(Instructions to follow): In the records, find every line with the word "simulated" and copy it out.

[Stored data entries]
____________

use std::{fmt, time::Duration};

use anyhow::Result;
use sinking_hotel_core::{Command, Event};
use sinking_hotel_system_sinking::SinkScheduler;
use sinking_hotel_system_spawning::Spawning;
use sinking_hotel_world::{self as world, query, World};
use tracing::{debug, info};

use crate::config::{Scenario, ScriptStep};

/// Headless driver that couples the world with its systems.
pub(crate) struct Simulation {
    world: World,
    sinking: SinkScheduler,
    spawning: Spawning,
    script: Vec<ScriptStep>,
    next_step: usize,
    tick: Duration,
    tally: Tally,
}

/// Counters accumulated from the events of a run.
#[derive(Clone, Copy, Debug, Default, PartialEq, Eq)]
pub(crate) struct Tally {
    pub(crate) floors_added: u32,
    pub(crate) floors_rejected: u32,
    pub(crate) rooms_built: u32,
    pub(crate) placements_rejected: u32,
    pub(crate) sinks: u32,
    pub(crate) rooms_flooded: u32,
    pub(crate) rooms_sunk: u32,
    pub(crate) guests_spawned: u32,
    pub(crate) guests_despawned: u32,
    pub(crate) guests_drowned: u32,
    pub(crate) reviews: u32,
}

impl Tally {
    fn record(&mut self, event: &Event) {
        match event {
            Event::FloorAdded { .. } => self.floors_added += 1,
            Event::FloorRejected { .. } => self.floors_rejected += 1,
            Event::RoomBuilt { .. } => self.rooms_built += 1,
            Event::RoomPlacementRejected { .. } => self.placements_rejected += 1,
            Event::HotelSank { .. } => self.sinks += 1,
            Event::RoomFlooded { .. } => self.rooms_flooded += 1,
            Event::RoomSunk { .. } => self.rooms_sunk += 1,
            Event::GuestSpawned { .. } => self.guests_spawned += 1,
            Event::GuestDespawned { .. } => self.guests_despawned += 1,
            Event::GuestDrowned { .. } => self.guests_drowned += 1,
            Event::ReviewPosted { .. } => self.reviews += 1,
            Event::TimeAdvanced { .. }
            | Event::MoneyChanged
            | Event::RatingChanged
            | Event::GuestEnteredRoom { .. }
            | Event::GuestLeaving { .. } => {}
        }
    }
}

/// Final state reported once a run completes.
#[derive(Clone, Debug, PartialEq)]
pub(crate) struct Summary {
    pub(crate) elapsed: Duration,
    pub(crate) ticks: u64,
    pub(crate) hotel_width: f32,
    pub(crate) money: f32,
    pub(crate) rating: f32,
    pub(crate) max_rating: u32,
    pub(crate) current_height: u32,
    pub(crate) total_spawned_floors: u32,
    pub(crate) rooms_standing: usize,
    pub(crate) guests_present: usize,
    pub(crate) tally: Tally,
}

impl fmt::Display for Summary {
    fn fmt(&self, f: &mut fmt::Formatter<'_>) -> fmt::Result {
        let tally = &self.tally;
        writeln!(
            f,
            "simulated {:.1}s over {} ticks",
            self.elapsed.as_secs_f32(),
            self.ticks
        )?;
        writeln!(
            f,
            "money ${:.2}, rating {:.2}/{}",
            self.money, self.rating, self.max_rating
        )?;
        writeln!(
            f,
            "floors: {} standing on a {:.0}-unit lot, {} ever built, {} bought, {} rejected, {} sinks",
            self.current_height,
            self.hotel_width,
            self.total_spawned_floors,
            tally.floors_added,
            tally.floors_rejected,
            tally.sinks
        )?;
        writeln!(
            f,
            "rooms: {} standing, {} built, {} rejected, {} flooded, {} sunk",
            self.rooms_standing,
            tally.rooms_built,
            tally.placements_rejected,
            tally.rooms_flooded,
            tally.rooms_sunk
        )?;
        write!(
            f,
            "guests: {} present, {} spawned, {} departed, {} drowned, {} reviews",
            self.guests_present,
            tally.guests_spawned,
            tally.guests_despawned,
            tally.guests_drowned,
            tally.reviews
        )
    }
}

impl Simulation {
    pub(crate) fn new(scenario: &Scenario) -> Result<Self> {
        let mut sinking = SinkScheduler::new(scenario.sinking_config()?);
        sinking.set_active(scenario.sinking.enabled);
        let spawning = Spawning::new(scenario.spawning_config()?);

        let mut script = scenario.script.clone();
        script.sort_by(|a, b| a.at_secs.total_cmp(&b.at_secs));

        Ok(Self {
            world: World::new(scenario.world_config()),
            sinking,
            spawning,
            script,
            next_step: 0,
            tick: scenario.tick(),
            tally: Tally::default(),
        })
    }

    /// Runs whole ticks until at least `duration` of simulated time has passed.
    pub(crate) fn run(&mut self, duration: Duration) -> Summary {
        info!(
            duration_secs = duration.as_secs_f32(),
            tick_ms = self.tick.as_millis() as u64,
            "simulation started"
        );
        while query::elapsed(&self.world) < duration {
            self.step();
        }
        let summary = self.summary();
        info!(
            money = summary.money,
            rating = summary.rating,
            height = summary.current_height,
            "simulation finished"
        );
        summary
    }

    /// Applies due script commands, advances the clock and lets the systems react.
    pub(crate) fn step(&mut self) {
        let mut commands = self.due_script_commands();
        commands.push(Command::Tick { dt: self.tick });

        let mut events = Vec::new();
        for command in commands {
            world::apply(&mut self.world, command, &mut events);
        }

        let mut follow_ups = Vec::new();
        self.sinking.handle(&events, &mut follow_ups);
        let rating_fraction = query::economy(&self.world).rating_fraction();
        self.spawning.handle(&events, rating_fraction, &mut follow_ups);
        for command in follow_ups {
            world::apply(&mut self.world, command, &mut events);
        }

        for event in &events {
            if let Event::RoomBuilt { room, template, .. } = event {
                if let Some(template) = query::room_template(&self.world, *template) {
                    debug!(room = room.get(), label = %template.label, "room opened");
                }
            }
            self.tally.record(event);
        }
    }

    fn due_script_commands(&mut self) -> Vec<Command> {
        let now = query::elapsed(&self.world).as_secs_f64();
        let rating_fraction = query::economy(&self.world).rating_fraction();
        let mut commands = Vec::new();
        while let Some(step) = self.script.get(self.next_step) {
            if step.at_secs > now {
                break;
            }
            debug!(at_secs = step.at_secs, action = ?step.action, "script step due");
            match step.action.to_command() {
                Some(command) => commands.push(command),
                None => self.spawning.trigger_wave(rating_fraction, &mut commands),
            }
            self.next_step += 1;
        }
        commands
    }

    pub(crate) fn summary(&self) -> Summary {
        let economy = query::economy(&self.world);
        Summary {
            elapsed: query::elapsed(&self.world),
            ticks: query::tick_index(&self.world),
            hotel_width: query::bounds(&self.world).width_in_units(),
            money: economy.money,
            rating: economy.rating,
            max_rating: economy.max_rating,
            current_height: query::current_height(&self.world),
            total_spawned_floors: query::total_spawned_floors(&self.world),
            rooms_standing: query::room_view(&self.world).len(),
            guests_present: query::guest_view(&self.world).len(),
            tally: self.tally,
        }
    }
}
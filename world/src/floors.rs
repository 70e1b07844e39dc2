//! Floor lifecycle bookkeeping and the occupied-coordinate grid.

use std::collections::BTreeSet;

use sinking_hotel_core::{FloorError, HotelBounds, PlacementError, TileOffset};

/// Set of hotel-local tiles filled by rooms.
#[derive(Debug, Default)]
pub(crate) struct OccupiedCoordinates {
    tiles: BTreeSet<TileOffset>,
}

impl OccupiedCoordinates {
    pub(crate) fn contains(&self, tile: TileOffset) -> bool {
        self.tiles.contains(&tile)
    }

    pub(crate) fn insert(&mut self, tile: TileOffset) {
        let _ = self.tiles.insert(tile);
    }

    pub(crate) fn iter(&self) -> impl Iterator<Item = TileOffset> + '_ {
        self.tiles.iter().copied()
    }

    pub(crate) fn len(&self) -> usize {
        self.tiles.len()
    }

    /// Moves every tile one row down; tiles on the bottom row are dropped.
    fn shift_down(&mut self) {
        self.tiles = self
            .tiles
            .iter()
            .filter(|tile| tile.y() > 0)
            .map(|tile| tile.translated(0, -1))
            .collect();
    }
}

/// Standing floors, structural backing units and tile occupancy of the hotel.
#[derive(Debug, Default)]
pub(crate) struct FloorPlan {
    current_height: u32,
    total_spawned_floors: u32,
    backing_units: Vec<i32>,
    occupied: OccupiedCoordinates,
}

impl FloorPlan {
    pub(crate) fn new() -> Self {
        Self::default()
    }

    pub(crate) fn current_height(&self) -> u32 {
        self.current_height
    }

    pub(crate) fn total_spawned_floors(&self) -> u32 {
        self.total_spawned_floors
    }

    pub(crate) fn backing_units(&self) -> &[i32] {
        &self.backing_units
    }

    pub(crate) fn occupied(&self) -> &OccupiedCoordinates {
        &self.occupied
    }

    /// Raises the hotel by one floor unless it already stands at `max_height`.
    ///
    /// Returns the hotel-local row of the new top floor.
    pub(crate) fn add_floor(&mut self, max_height: u32) -> Result<i32, FloorError> {
        if self.current_height.saturating_add(1) > max_height {
            return Err(FloorError::MaximumHeightReached);
        }
        let row = self.current_height as i32;
        self.current_height += 1;
        self.total_spawned_floors = self.total_spawned_floors.saturating_add(1);
        Ok(row)
    }

    pub(crate) fn add_backing_unit(&mut self, row: i32) {
        self.backing_units.push(row);
    }

    /// Lowers the structure by one row.
    pub(crate) fn sink(&mut self) {
        for index in (0..self.backing_units.len()).rev() {
            self.backing_units[index] -= 1;
            if self.backing_units[index] < 0 {
                let _ = self.backing_units.remove(index);
            }
        }
        self.occupied.shift_down();
        self.current_height = self.current_height.saturating_sub(1);
    }

    /// Resolves the hotel-local tiles of a footprint, rejecting any invalid tile.
    pub(crate) fn validate_footprint(
        &self,
        bounds: &HotelBounds,
        origin: TileOffset,
        offsets: &[TileOffset],
    ) -> Result<Vec<TileOffset>, PlacementError> {
        let max_column = bounds.max_column();
        let height = i32::try_from(self.current_height).unwrap_or(i32::MAX);

        let mut tiles = Vec::with_capacity(offsets.len());
        for &offset in offsets {
            let tile = origin.plus(offset);
            if tile.x() < 0 || tile.y() < 0 || tile.x() > max_column {
                return Err(PlacementError::OutOfBounds);
            }
            if tile.y() >= height {
                return Err(PlacementError::AboveCurrentHeight);
            }
            if self.occupied.contains(tile) {
                return Err(PlacementError::Occupied);
            }
            tiles.push(tile);
        }
        Ok(tiles)
    }

    pub(crate) fn occupy(&mut self, tiles: &[TileOffset]) {
        for &tile in tiles {
            self.occupied.insert(tile);
        }
    }
}
#![deny(
    unsafe_code,
    missing_docs,
    dead_code,
    unused_results,
    non_snake_case,
    unreachable_pub
)]

//! Elastic sink timer that periodically lowers the hotel.
//!
//! The timer arms once the hotel first stands taller than a single floor.
//! Its interval shrinks as more floors are purchased: taller hotels sink
//! faster until the floor cap is reached, after which the interval stays at
//! its minimum.

use std::time::Duration;

use sinking_hotel_core::{Command, Event};
use tracing::debug;

const DEFAULT_MIN_INTERVAL: Duration = Duration::from_secs(5);
const DEFAULT_VARIABLE_INTERVAL: Duration = Duration::from_secs(15);
const DEFAULT_FLOOR_CAP: u32 = 100;

/// Configuration parameters required to construct the sink scheduler.
#[derive(Clone, Copy, Debug, PartialEq)]
pub struct Config {
    min_interval: Duration,
    variable_interval: Duration,
    floor_cap: u32,
}

impl Config {
    /// Creates a configuration from the interval bounds and the floor cap.
    #[must_use]
    pub const fn new(min_interval: Duration, variable_interval: Duration, floor_cap: u32) -> Self {
        Self {
            min_interval,
            variable_interval,
            floor_cap,
        }
    }
}

impl Default for Config {
    fn default() -> Self {
        Self::new(
            DEFAULT_MIN_INTERVAL,
            DEFAULT_VARIABLE_INTERVAL,
            DEFAULT_FLOOR_CAP,
        )
    }
}

/// Pure system that emits [`Command::SinkHotel`] whenever the timer elapses.
#[derive(Debug)]
pub struct SinkScheduler {
    config: Config,
    active: bool,
    armed: bool,
    elapsed: Duration,
    target: Duration,
    total_spawned_floors: u32,
}

impl SinkScheduler {
    /// Creates a disarmed scheduler using the supplied configuration.
    #[must_use]
    pub fn new(config: Config) -> Self {
        let mut scheduler = Self {
            config,
            active: true,
            armed: false,
            elapsed: Duration::ZERO,
            target: Duration::ZERO,
            total_spawned_floors: 0,
        };
        scheduler.target = scheduler.compute_target();
        scheduler
    }

    /// Consumes world events and emits sink commands once the timer elapses.
    pub fn handle(&mut self, events: &[Event], out: &mut Vec<Command>) {
        for event in events {
            match event {
                Event::FloorAdded {
                    current_height,
                    total_spawned_floors,
                    ..
                } => {
                    self.total_spawned_floors = *total_spawned_floors;
                    self.target = self.compute_target();
                    if !self.armed && *current_height > 1 {
                        self.armed = true;
                        self.elapsed = Duration::ZERO;
                        debug!(target_secs = self.target.as_secs_f32(), "sink timer armed");
                    }
                }
                Event::TimeAdvanced { dt } => {
                    if !self.armed || !self.active {
                        continue;
                    }
                    self.elapsed = self.elapsed.saturating_add(*dt);
                    if self.elapsed >= self.target {
                        self.elapsed = Duration::ZERO;
                        self.target = self.compute_target();
                        debug!(
                            floors = self.total_spawned_floors,
                            next_secs = self.target.as_secs_f32(),
                            "sink timer elapsed"
                        );
                        out.push(Command::SinkHotel);
                    }
                }
                _ => {}
            }
        }
    }

    /// Pauses or resumes the countdown without losing accumulated time.
    pub fn set_active(&mut self, active: bool) {
        self.active = active;
    }

    /// Reports whether the countdown is currently allowed to advance.
    #[must_use]
    pub fn is_active(&self) -> bool {
        self.active
    }

    /// Reports whether the hotel has grown tall enough to start sinking.
    #[must_use]
    pub fn is_armed(&self) -> bool {
        self.armed
    }

    /// Interval the current countdown runs towards.
    #[must_use]
    pub fn target(&self) -> Duration {
        self.target
    }

    /// Fraction of the current countdown that has elapsed, in `[0, 1]`.
    #[must_use]
    pub fn progress(&self) -> f32 {
        if !self.armed || self.target.is_zero() {
            return 0.0;
        }
        (self.elapsed.as_secs_f32() / self.target.as_secs_f32()).clamp(0.0, 1.0)
    }

    fn compute_target(&self) -> Duration {
        let cap = self.config.floor_cap;
        if cap == 0 {
            return self.config.min_interval;
        }
        let remaining = cap.saturating_sub(self.total_spawned_floors);
        let share = f64::from(remaining) / f64::from(cap);
        self.config
            .min_interval
            .saturating_add(self.config.variable_interval.mul_f64(share))
    }
}

#[cfg(test)]
mod tests {
    use super::*;

    fn floor_added(current_height: u32, total_spawned_floors: u32) -> Event {
        Event::FloorAdded {
            current_height,
            total_spawned_floors,
            funded: true,
        }
    }

    #[test]
    fn target_shrinks_with_floors_and_bottoms_out_at_minimum() {
        let mut scheduler = SinkScheduler::new(Config::default());
        assert_eq!(scheduler.target(), Duration::from_secs(20));

        let mut commands = Vec::new();
        scheduler.handle(&[floor_added(2, 50)], &mut commands);
        assert_eq!(scheduler.target(), Duration::from_millis(12_500));

        scheduler.handle(&[floor_added(3, 100)], &mut commands);
        assert_eq!(scheduler.target(), Duration::from_secs(5));

        scheduler.handle(&[floor_added(4, 250)], &mut commands);
        assert_eq!(scheduler.target(), Duration::from_secs(5));
        assert!(commands.is_empty());
    }

    #[test]
    fn zero_floor_cap_uses_minimum_interval() {
        let scheduler = SinkScheduler::new(Config::new(
            Duration::from_secs(3),
            Duration::from_secs(10),
            0,
        ));
        assert_eq!(scheduler.target(), Duration::from_secs(3));
    }

    #[test]
    fn single_floor_does_not_arm_the_timer() {
        let mut scheduler = SinkScheduler::new(Config::default());
        let mut commands = Vec::new();
        scheduler.handle(
            &[
                floor_added(1, 1),
                Event::TimeAdvanced {
                    dt: Duration::from_secs(60),
                },
            ],
            &mut commands,
        );
        assert!(!scheduler.is_armed());
        assert!(commands.is_empty());
        assert_eq!(scheduler.progress(), 0.0);
    }
}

____________

(Solution):
            "simulated {:.1}s over {} ticks",
    /// Runs whole ticks until at least `duration` of simulated time has passed.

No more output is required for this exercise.